Shinder was born in Brooklyn, N.Y., in 1955. He was a graduate of Skidmore College, where he received his bachelor of arts degree, and the University of California-Davis.
He was a poet, editor and at the time of his death was the director for the arts & humanities of the YMCA of the U.S.A. In 1979 he created the Writer’s Voice, a literary center at the West Side YMCA. Intended to be a more populist home for the literary arts than other venues, the Writer’s Voice welcomed both emerging and established writers such as Adrienne Rich, E.L. Doctorow and George Plimpton. With support from the Wallace Foundation and the William Bingham Foundation, Shinder later established the National Writer’s Voice Project for the YMCA of the U.S.A., which led to the creation of arts programs for hundreds of YMCAs throughout the country.
Shinder’s first poetry collection, “Every Room We Ever Slept In,” was named a New York Public Library Notable Book. It was followed by “Among Women” in 2001. A final collection is forthcoming from Graywolf Press. His poems appeared in many magazines, including The New Yorker, Paris Review and the American Poetry Review. He edited anthologies of poetry and essays, including “The Poem I Turn To With Audio CD: Actors and Directors Present Poetry That Inspires Them”; “Howl: Fifty Years Later”; “Best American Movie Writing”; and “Tales from the Couch: Writers on Therapy.”
Shinder received literary fellowships from the Massachusetts Cultural Council, the National Endowment for the Arts, and the Fine Arts Work Center in Provincetown, and taught in the graduate writing programs of Bennington College and the New School University.
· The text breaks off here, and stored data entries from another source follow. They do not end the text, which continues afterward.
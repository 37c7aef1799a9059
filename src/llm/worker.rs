use std::{sync::Arc, thread::JoinHandle, time::Duration};

use crossbeam::channel::{Receiver, Sender};
use serde_json::Value;

use crate::sys::{
    llm::{Completion, Content, Embedder, LlmError, Prompts},
    memory::SharedStore,
};

const SYSTEM_PROMPT: &str = "You are the mind of characters living in a game world. \
    Follow the requested output format exactly.";

#[derive(Debug, thiserror::Error)]
pub enum JobError {
    #[error(transparent)]
    Llm(#[from] LlmError),
    #[error("prompt rendering failed: {0}")]
    Render(#[from] handlebars::RenderError),
}

/// Memories to look up before rendering, written as a `memories` array into
/// the object at the JSON pointer `target` of the prompt context.
pub struct Recall {
    pub store: SharedStore,
    pub query: String,
    pub k: usize,
    pub target: String,
}

pub struct Generate {
    pub ticket: u64,
    /// Stored before recall so the model sees the newest memory.
    pub remember: Vec<(SharedStore, String)>,
    pub recall: Vec<Recall>,
    pub template: &'static str,
    pub context: Value,
}

pub enum Job {
    Remember {
        ticket: u64,
        items: Vec<(SharedStore, String)>,
    },
    Generate(Generate),
}

#[derive(Debug)]
pub struct Reply {
    pub ticket: u64,
    pub outcome: Result<String, JobError>,
}

#[derive(Debug, Clone)]
pub struct WorkerOptions {
    pub threshold: f32,
    pub retries: u32,
    pub retry_backoff: Duration,
}

#[derive(Clone)]
pub struct Worker {
    pub llm: Arc<dyn Completion>,
    pub embedder: Arc<dyn Embedder>,
    pub prompts: Arc<Prompts>,
    pub options: WorkerOptions,
}

impl Worker {
    fn remember(&self, items: &[(SharedStore, String)]) {
        for (store, text) in items {
            let vector = match self.embedder.embed(text) {
                Ok(vector) => vector,
                Err(e) => {
                    log::warn!("failed to embed memory {text:?}: {e}");
                    continue;
                }
            };
            if let Err(e) = store.lock().remember(text, vector) {
                log::error!("failed to store memory {text:?}: {e}");
            }
        }
    }

    fn recall(&self, recall: &Recall) -> Vec<String> {
        if recall.k == 0 {
            return vec![];
        }
        let vector = match self.embedder.embed(&recall.query) {
            Ok(vector) => vector,
            Err(e) => {
                log::warn!("failed to embed query {:?}: {e}", recall.query);
                return vec![];
            }
        };
        let recalled = recall
            .store
            .lock()
            .recall(&vector, recall.k, self.options.threshold);
        match recalled {
            Ok(memories) => memories,
            Err(e) => {
                log::error!("memory search failed: {e}");
                vec![]
            }
        }
    }

    /// `retry_backoff * 2^attempt`, saturating instead of overflowing.
    fn backoff(&self, attempt: u32) -> Duration {
        self.options
            .retry_backoff
            .saturating_mul(2u32.saturating_pow(attempt))
    }

    fn complete(&self, prompt: String) -> Result<String, LlmError> {
        let prompts = [Content::system(SYSTEM_PROMPT), Content::user(prompt)];
        let mut attempt = 0;
        loop {
            match self.llm.complete(&prompts) {
                Ok(text) => {
                    log::debug!("completion:\n{text}");
                    return Ok(text);
                }
                Err(e) if attempt < self.options.retries => {
                    let backoff = self.backoff(attempt);
                    log::warn!("model call failed ({e}), retrying in {backoff:?}");
                    std::thread::sleep(backoff);
                    attempt += 1;
                }
                Err(e) => return Err(e),
            }
        }
    }

    pub fn generate(&self, mut job: Generate) -> Reply {
        self.remember(&job.remember);

        for recall in &job.recall {
            let memories = self.recall(recall);
            match job
                .context
                .pointer_mut(&recall.target)
                .and_then(Value::as_object_mut)
            {
                Some(slot) => {
                    slot.insert("memories".to_string(), memories.into());
                }
                None => log::warn!("prompt context has no object at {}", recall.target),
            }
        }

        let outcome = self
            .prompts
            .render(job.template, &job.context)
            .map_err(JobError::from)
            .and_then(|prompt| Ok(self.complete(prompt)?));

        Reply {
            ticket: job.ticket,
            outcome,
        }
    }

    /// Runs one job. A memory write replies with empty text once it is stored.
    pub fn run(&self, job: Job) -> Reply {
        match job {
            Job::Remember { ticket, items } => {
                self.remember(&items);
                Reply {
                    ticket,
                    outcome: Ok(String::new()),
                }
            }
            Job::Generate(job) => self.generate(job),
        }
    }

    pub fn run_loop(&self, rx: Receiver<Job>, tx: Sender<Reply>) {
        while let Ok(job) = rx.recv() {
            if tx.send(self.run(job)).is_err() {
                break;
            }
        }
        log::debug!("worker {:?} exiting", std::thread::current().name());
    }
}

/// Starts `n` workers sharing one job queue.
pub fn spawn_pool(
    n: usize,
    worker: Worker,
    rx: Receiver<Job>,
    tx: Sender<Reply>,
) -> std::io::Result<Vec<JoinHandle<()>>> {
    (0..n.max(1))
        .map(|i| {
            let worker = worker.clone();
            let rx = rx.clone();
            let tx = tx.clone();
            std::thread::Builder::new()
                .name(format!("llm-worker-{i}"))
                .spawn(move || worker.run_loop(rx, tx))
        })
        .collect()
}

#[cfg(test)]
mod tests {
    use std::collections::HashMap;

    use parking_lot::Mutex;

    use super::*;
    use crate::{
        debug_tool::{EchoCompletion, HashEmbedder},
        sys::memory::MemoryStore,
    };

    fn worker(llm: EchoCompletion, retries: u32) -> Worker {
        let overrides = HashMap::from([(
            "action".to_string(),
            "{{name}} remembers {{#each memories}}[{{this}}]{{/each}}".to_string(),
        )]);
        Worker {
            llm: Arc::new(llm),
            embedder: Arc::new(HashEmbedder::new(32)),
            prompts: Arc::new(Prompts::new(&overrides).unwrap()),
            options: WorkerOptions {
                threshold: 0.1,
                retries,
                retry_backoff: Duration::from_millis(1),
            },
        }
    }

    #[test]
    fn remembers_before_recalling() {
        let dir = tempfile::tempdir().unwrap();
        let store = Arc::new(Mutex::new(
            MemoryStore::open(dir.path().join("a.mem"), 32).unwrap(),
        ));
        let w = worker(EchoCompletion::new(), 0);

        let reply = w.generate(Generate {
            ticket: 7,
            remember: vec![(store.clone(), "drank watermelon juice".to_string())],
            recall: vec![Recall {
                store: store.clone(),
                query: "watermelon juice".to_string(),
                k: 3,
                target: String::new(),
            }],
            template: "action",
            context: serde_json::json!({"name": "Wang"}),
        });

        assert_eq!(reply.ticket, 7);
        assert_eq!(
            reply.outcome.unwrap(),
            "Wang remembers [drank watermelon juice]"
        );
        assert_eq!(store.lock().len(), 1);
    }

    #[test]
    fn retries_then_gives_up() {
        let llm = EchoCompletion::new();
        llm.push_failure();
        llm.push("<chat|a|b>");
        let w = worker(llm, 1);
        let job = || Generate {
            ticket: 1,
            remember: vec![],
            recall: vec![],
            template: "action",
            context: serde_json::json!({"name": "Li"}),
        };
        assert_eq!(w.generate(job()).outcome.unwrap(), "<chat|a|b>");

        let llm = EchoCompletion::new();
        llm.push_failure();
        llm.push_failure();
        let w = worker(llm, 1);
        assert!(matches!(
            w.generate(job()).outcome,
            Err(JobError::Llm(LlmError::Http(_)))
        ));
    }

    #[test]
    fn backoff_saturates_for_large_attempts() {
        let w = worker(EchoCompletion::new(), 0);
        assert_eq!(w.backoff(0), Duration::from_millis(1));
        assert_eq!(w.backoff(3), Duration::from_millis(8));
        assert!(w.backoff(40) >= w.backoff(31));
        assert_eq!(w.backoff(u32::MAX), w.backoff(64));
    }

    #[test]
    fn memory_jobs_reply_after_storing() {
        let dir = tempfile::tempdir().unwrap();
        let store = Arc::new(Mutex::new(
            MemoryStore::open(dir.path().join("a.mem"), 32).unwrap(),
        ));
        let w = worker(EchoCompletion::new(), 0);
        let reply = w.run(Job::Remember {
            ticket: 9,
            items: vec![(store.clone(), "sold peaches".to_string())],
        });
        assert_eq!(reply.ticket, 9);
        assert_eq!(reply.outcome.unwrap(), "");
        assert_eq!(store.lock().len(), 1);
    }

    #[test]
    fn pool_answers_over_channels() {
        let (job_tx, job_rx) = crossbeam::channel::unbounded();
        let (reply_tx, reply_rx) = crossbeam::channel::unbounded();
        let handles = spawn_pool(2, worker(EchoCompletion::new(), 0), job_rx, reply_tx).unwrap();

        for ticket in 0..4 {
            job_tx
                .send(Job::Generate(Generate {
                    ticket,
                    remember: vec![],
                    recall: vec![],
                    template: "action",
                    context: serde_json::json!({"name": ticket}),
                }))
                .unwrap();
        }
        let mut tickets: Vec<u64> = (0..4)
            .map(|_| reply_rx.recv_timeout(Duration::from_secs(5)).unwrap().ticket)
            .collect();
        tickets.sort();
        assert_eq!(tickets, vec![0, 1, 2, 3]);

        drop(job_tx);
        for handle in handles {
            handle.join().unwrap();
        }
    }
}
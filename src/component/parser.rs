//! Grammars for model output.
//!
//! Actions are written as `<action|object|param1,param2>`. Conversation lines
//! are written as `Speaker@[mood]<action|object|params>@<words>@`. Both
//! grammars accept full-width `｜` and `，` inside action tags.

use std::sync::LazyLock;

use regex::Regex;

use crate::sys::{Action, Line};

static ACTION_RE: LazyLock<Regex> = LazyLock::new(|| {
    Regex::new(r"<([^<>|]*)\|([^<>|]*)(?:\|([^<>]*))?>").expect("valid regex")
});
static MOOD_RE: LazyLock<Regex> =
    LazyLock::new(|| Regex::new(r"@\[([^\[\]]*)\]").expect("valid regex"));
static ACTION_SEGMENT_RE: LazyLock<Regex> =
    LazyLock::new(|| Regex::new(r"<([^<>]*)>@<").expect("valid regex"));
static DIALOGUE_RE: LazyLock<Regex> =
    LazyLock::new(|| Regex::new(r"(?s)>@<(.*?)>@").expect("valid regex"));

/// Folds full-width pipe and comma into their ASCII forms.
pub fn normalize_punctuation(text: &str) -> String {
    text.replace('｜', "|").replace('，', ",")
}

/// Extracts the first action tag in `text`. No tag yields the empty sentinel.
pub fn parse_action(text: &str) -> Action {
    let text = normalize_punctuation(text);
    let Some(caps) = ACTION_RE.captures(&text) else {
        return Action::default();
    };

    let parameters = match caps.get(3) {
        Some(params) => params
            .as_str()
            .split(',')
            .map(|p| p.trim().to_string())
            .collect(),
        None => vec![],
    };

    Action {
        action: caps[1].trim().to_string(),
        object: caps[2].trim().to_string(),
        parameters,
    }
}

/// The three independently optional regions of a conversation line.
#[derive(Debug, Default, PartialEq, Eq)]
pub struct LineParts {
    pub mood: String,
    pub action: String,
    pub dialogue: String,
}

pub fn parse_line_parts(text: &str) -> LineParts {
    let capture = |re: &Regex| {
        re.captures(text)
            .and_then(|c| c.get(1))
            .map(|m| m.as_str().trim().to_string())
            .unwrap_or_default()
    };

    LineParts {
        mood: capture(&MOOD_RE),
        action: capture(&ACTION_SEGMENT_RE),
        dialogue: capture(&DIALOGUE_RE),
    }
}

/// One conversation line, or `None` when there is no speaker or nothing said.
pub fn parse_line(row: &str) -> Option<Line> {
    let (speaker, _) = row.split_once('@')?;
    let speaker = speaker
        .trim()
        .trim_start_matches(|c: char| c == '-' || c == '*' || c.is_ascii_digit() || c == '.')
        .trim();
    if speaker.is_empty() {
        return None;
    }

    let parts = parse_line_parts(row);
    if parts.dialogue.is_empty() {
        return None;
    }

    let action = if parts.action.is_empty() {
        None
    } else {
        Some(parse_action(&format!("<{}>", parts.action))).filter(|a| !a.is_empty())
    };

    Some(Line {
        speaker: speaker.to_string(),
        mood: parts.mood,
        utterance: parts.dialogue,
        action,
    })
}

pub fn parse_lines(text: &str) -> Vec<Line> {
    text.lines().filter_map(parse_line).collect()
}
use std::{
    collections::HashMap,
    path::{Path, PathBuf},
    sync::Arc,
    time::Duration,
};

use clap::Parser;
use component::{router::EngineOptions, App, ServerOptions};
use llm::worker::{Worker, WorkerOptions};
use sys::{
    llm::{
        Completion, Embedder, EmbeddingOptions, HttpCompletion, HttpEmbedder, LlmOptions, Prompts,
    },
    memory::MemoryRegistry,
};

mod component;
mod debug_tool;
mod llm;
mod sys;

#[derive(Debug, clap::Parser)]
struct Args {
    #[arg(long, short, default_value = "engine.toml")]
    config: PathBuf,

    /// run without a model server, echoing prompts back
    #[arg(long)]
    debug_llm: bool,
}

#[derive(Debug, Clone, Default, serde::Deserialize)]
struct Project {
    #[serde(default)]
    engine: ServerOptions,
    #[serde(default)]
    llm: LlmOptions,
    #[serde(default)]
    embedding: EmbeddingOptions,
    #[serde(default)]
    memory: MemoryOptions,
    #[serde(default)]
    prompts: HashMap<String, String>,
}

#[derive(Debug, Clone, Default, serde::Deserialize)]
struct MemoryOptions {
    #[serde(default)]
    dir: String,
    #[serde(default)]
    k: usize,
    #[serde(default)]
    threshold: Option<f32>,
}

impl MemoryOptions {
    fn fill_default_value(&mut self) {
        if self.dir.is_empty() {
            self.dir = "data/memory".to_string();
        }
        if self.k == 0 {
            self.k = 3;
        }
        if self.threshold.is_none() {
            self.threshold = Some(0.5);
        }
    }
}

impl Project {
    fn load(path: &Path) -> anyhow::Result<Self> {
        let source = std::fs::read_to_string(path)
            .map_err(|_| anyhow::anyhow!("config file `{}` not found", path.display()))?;
        let mut project: Project = toml::from_str(&source)?;
        project.fill_default_value();
        Ok(project)
    }

    fn fill_default_value(&mut self) {
        self.engine.fill_default_value();
        self.llm.fill_default_value();
        self.embedding.fill_default_value();
        self.memory.fill_default_value();
    }
}

fn main() -> anyhow::Result<()> {
    env_logger::init();
    let cli = Args::parse();
    let project = Project::load(&cli.config)?;
    let server = project.engine.clone();

    let (llm, embedder): (Arc<dyn Completion>, Arc<dyn Embedder>) = if cli.debug_llm {
        log::warn!("--debug-llm: using the offline echo model");
        (
            Arc::new(debug_tool::EchoCompletion::new().with_delay(Duration::from_millis(200))),
            Arc::new(debug_tool::HashEmbedder::new(project.embedding.dim)),
        )
    } else {
        (
            Arc::new(HttpCompletion::new(project.llm.clone())?),
            Arc::new(HttpEmbedder::new(project.embedding.clone())?),
        )
    };

    let dim = embedder.dim();
    let worker = Worker {
        llm,
        embedder,
        prompts: Arc::new(Prompts::new(&project.prompts)?),
        options: WorkerOptions {
            threshold: project.memory.threshold.unwrap_or(0.5),
            retries: project.llm.retries,
            retry_backoff: Duration::from_millis(project.llm.retry_backoff_ms),
        },
    };

    let app = App {
        engine: EngineOptions {
            idle_action: server.idle_action.clone(),
            memory_dir: PathBuf::from(&project.memory.dir),
            memory_k: project.memory.k,
            call_deadline: project.llm.deadline(),
        },
        server,
        worker,
        memory: MemoryRegistry::new(dim),
    };

    let res = app.run_loop();
    if let Err(err) = &res {
        log::error!("engine stopped: {err:?}");
    }
    res
}
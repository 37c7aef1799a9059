use std::{
    collections::VecDeque,
    hash::{DefaultHasher, Hash, Hasher},
    time::Duration,
};

use parking_lot::Mutex;

use crate::sys::llm::{normalize, Completion, Content, Embedder, LlmError, Role};

/// Offline completion backend.
///
/// Replies come from a script in order; once the script runs dry the last
/// user message is echoed back.
pub struct EchoCompletion {
    script: Mutex<VecDeque<Result<String, ()>>>,
    delay: Duration,
}

impl EchoCompletion {
    pub fn new() -> Self {
        Self {
            script: Mutex::new(VecDeque::new()),
            delay: Duration::ZERO,
        }
    }

    #[cfg(test)]
    pub fn with_script<I: IntoIterator<Item = S>, S: Into<String>>(replies: I) -> Self {
        let echo = Self::new();
        for reply in replies {
            echo.push(reply);
        }
        echo
    }

    pub fn with_delay(mut self, delay: Duration) -> Self {
        self.delay = delay;
        self
    }

    pub fn push(&self, reply: impl Into<String>) {
        self.script.lock().push_back(Ok(reply.into()));
    }

    /// Queue a failed call.
    pub fn push_failure(&self) {
        self.script.lock().push_back(Err(()));
    }
}

impl Completion for EchoCompletion {
    fn complete(&self, prompts: &[Content]) -> Result<String, LlmError> {
        if !self.delay.is_zero() {
            std::thread::sleep(self.delay);
        }

        match self.script.lock().pop_front() {
            Some(Ok(reply)) => return Ok(reply),
            Some(Err(())) => return Err(LlmError::Http("scripted failure".to_string())),
            None => {}
        }

        prompts
            .iter()
            .rev()
            .find(|c| c.role == Role::User)
            .map(|c| c.message.clone())
            .ok_or(LlmError::EmptyResponse)
    }
}

/// Deterministic bag-of-bigrams embedder. Texts sharing characters land close.
pub struct HashEmbedder {
    dim: usize,
}

impl HashEmbedder {
    pub fn new(dim: usize) -> Self {
        Self { dim: dim.max(1) }
    }
}

impl Embedder for HashEmbedder {
    fn dim(&self) -> usize {
        self.dim
    }

    fn embed(&self, text: &str) -> Result<Vec<f32>, LlmError> {
        let chars: Vec<char> = text
            .chars()
            .filter(|c| !c.is_whitespace())
            .flat_map(char::to_lowercase)
            .collect();

        let mut vector = vec![0.0; self.dim];
        let mut bump = |token: &[char]| {
            let mut hasher = DefaultHasher::new();
            token.hash(&mut hasher);
            vector[(hasher.finish() % self.dim as u64) as usize] += 1.0;
        };
        for c in chars.windows(1) {
            bump(c);
        }
        for pair in chars.windows(2) {
            bump(pair);
        }

        normalize(&mut vector);
        Ok(vector)
    }
}

#[cfg(test)]
mod tests {
    use super::*;

    #[test]
    fn script_then_echo() {
        let echo = EchoCompletion::with_script(["<chat|a|b>"]);
        echo.push_failure();
        let prompts = [Content::system("sys"), Content::user("hello")];

        assert_eq!(echo.complete(&prompts).unwrap(), "<chat|a|b>");
        assert!(echo.complete(&prompts).is_err());
        assert_eq!(echo.complete(&prompts).unwrap(), "hello");
    }

    #[test]
    fn similar_texts_embed_closer() {
        let embedder = HashEmbedder::new(64);
        let a = embedder.embed("我把西瓜汁给了李大爷").unwrap();
        let b = embedder.embed("李大爷喝了西瓜汁").unwrap();
        let c = embedder.embed("the quick brown fox").unwrap();
        let dot = |x: &[f32], y: &[f32]| x.iter().zip(y).map(|(p, q)| p * q).sum::<f32>();

        assert_eq!(a.len(), 64);
        assert!((dot(&a, &a) - 1.0).abs() < 1e-5);
        assert!(dot(&a, &b) > dot(&a, &c));
        assert_eq!(a, embedder.embed("我把西瓜汁给了李大爷").unwrap());
    }
}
Shinder was also director of the Sundance Institute’s Writing Program. In the words of his Graywolf publisher, Fiona McCrae, “He lived and breathed poetry; his appetite for it was infectious.”
He lived in New York City and Provincetown. In 2006 he was named Provincetown Poet Laureate by the local cultural council.
He is survived by his siblings, Martin and Nina, and two nieces, Jennah and Jamie Kudler.